Urolitíase

Outros transtornos minerais que podem ser detectados mediante o perfil metabólico incluem a urolitíase e doenças ósseas. A formação de cálculos na urina depende de uma combinação de circunstâncias que envolvem desequilíbrios minerais devido à dieta, observáveis com o perfil metabólico apropriado. Nos ruminantes, que possuem uma urina normalmente alcalina devido à presença de grandes quantidades de bicarbonato de K, o aumento de fósforo ou magnésio por causa de dietas ricas em cereais, provoca queda do pH e aumento dos níveis desses minerais na urina com precipitação e formação de cálculos.

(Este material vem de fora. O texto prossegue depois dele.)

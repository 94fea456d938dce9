//! # askdoc CLI
//!
//! The `askdoc` binary serves the PDF question-answering pipeline over
//! HTTP or runs it once from the command line.
//!
//! ## Commands
//!
//! | Command | Description |
//! |---------|-------------|
//! | `askdoc serve` | Start the HTTP server (form + `POST /ask`) |
//! | `askdoc ask --file a.pdf "question"` | Answer one question from local PDFs |
//!
//! ## Configuration
//!
//! All settings come from the environment (a `.env` file is loaded if
//! present). `ASKDOC_API_KEY` is required; see `config` module docs for
//! the full list. A missing key fails at startup, not per request.
//!
//! ## Examples
//!
//! ```bash
//! ASKDOC_API_KEY=... askdoc serve
//! ASKDOC_API_KEY=... askdoc ask --file report.pdf "What were Q3 revenues?"
//! ```

use std::path::PathBuf;
use std::sync::Arc;

use anyhow::Context;
use clap::{Parser, Subcommand};

use askdoc::config::Config;
use askdoc::embedding::HttpEmbeddingModel;
use askdoc::extract::PdfExtractor;
use askdoc::llm::HttpChatModel;
use askdoc::models::UploadedDocument;
use askdoc::pipeline::{PipelineOptions, QaPipeline};
use askdoc::server::run_server;

/// askdoc — retrieval-augmented question answering over PDF documents.
#[derive(Parser)]
#[command(
    name = "askdoc",
    about = "Ask natural-language questions about uploaded PDF documents",
    version
)]
struct Cli {
    /// Override the bind address for `serve` (default from ASKDOC_BIND).
    #[arg(long, global = true)]
    bind: Option<String>,

    #[command(subcommand)]
    command: Commands,
}

#[derive(Subcommand)]
enum Commands {
    /// Start the HTTP server with the single-page upload form.
    Serve,

    /// Answer a question from one or more local PDF files and print it.
    Ask {
        /// The question to answer.
        question: String,

        /// PDF file to read. Repeat for multiple documents.
        #[arg(long = "file", required = true)]
        files: Vec<PathBuf>,
    },
}

#[tokio::main]
async fn main() -> anyhow::Result<()> {
    dotenvy::dotenv().ok();

    let cli = Cli::parse();

    let mut config = Config::from_env().context("configuration error")?;
    if let Some(bind) = cli.bind {
        config.server.bind = bind;
    }

    init_tracing(&config);

    let pipeline = Arc::new(QaPipeline::new(
        Arc::new(PdfExtractor),
        Arc::new(HttpEmbeddingModel::new(&config.provider)?),
        Arc::new(HttpChatModel::new(&config.provider)?),
        PipelineOptions::from_config(&config),
    ));

    match cli.command {
        Commands::Serve => run_server(&config, pipeline).await,
        Commands::Ask { question, files } => {
            let mut documents = Vec::with_capacity(files.len());
            for path in &files {
                let bytes = std::fs::read(path)
                    .with_context(|| format!("failed to read {}", path.display()))?;
                let filename = path
                    .file_name()
                    .map(|n| n.to_string_lossy().into_owned())
                    .unwrap_or_else(|| path.display().to_string());
                documents.push(UploadedDocument::new(filename, bytes));
            }
            let answer = pipeline.answer(&documents, &question).await?;
            println!("{}", answer);
            Ok(())
        }
    }
}

/// Install the global tracing subscriber. When call tracing is enabled the
/// default filter includes debug-level pipeline stages, and requests carry
/// the configured project label.
fn init_tracing(config: &Config) {
    use tracing_subscriber::EnvFilter;

    let default_filter = if config.tracing.enabled {
        "askdoc=debug,info"
    } else {
        "askdoc=info,warn"
    };
    let filter = EnvFilter::try_from_default_env()
        .unwrap_or_else(|_| EnvFilter::new(default_filter));

    tracing_subscriber::fmt().with_env_filter(filter).init();

    if config.tracing.enabled {
        tracing::info!(project = %config.tracing.project, "call tracing enabled");
    }
}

Os machos são propensos a sofrer mais devido a terem a uretra mais longa, estreita e convoluta. O perfil metabólico, neste caso, revela hiperfosfatemia e hipermagnesemia, com ou sem hipocalcemia. O tratamento consiste na adição de carbonato de cálcio no alimento para inibir a absorção de fósforo no intestino. Em ocasiões, principalmente nos ovinos, pode ser observada uremia por obstrução do trato urinário, que em casos extremos pode levar a ruptura da bexiga. Nesta situação, a creatinina constitui um melhor indicador do que a ureia para detectar o grau de obstrução urinária.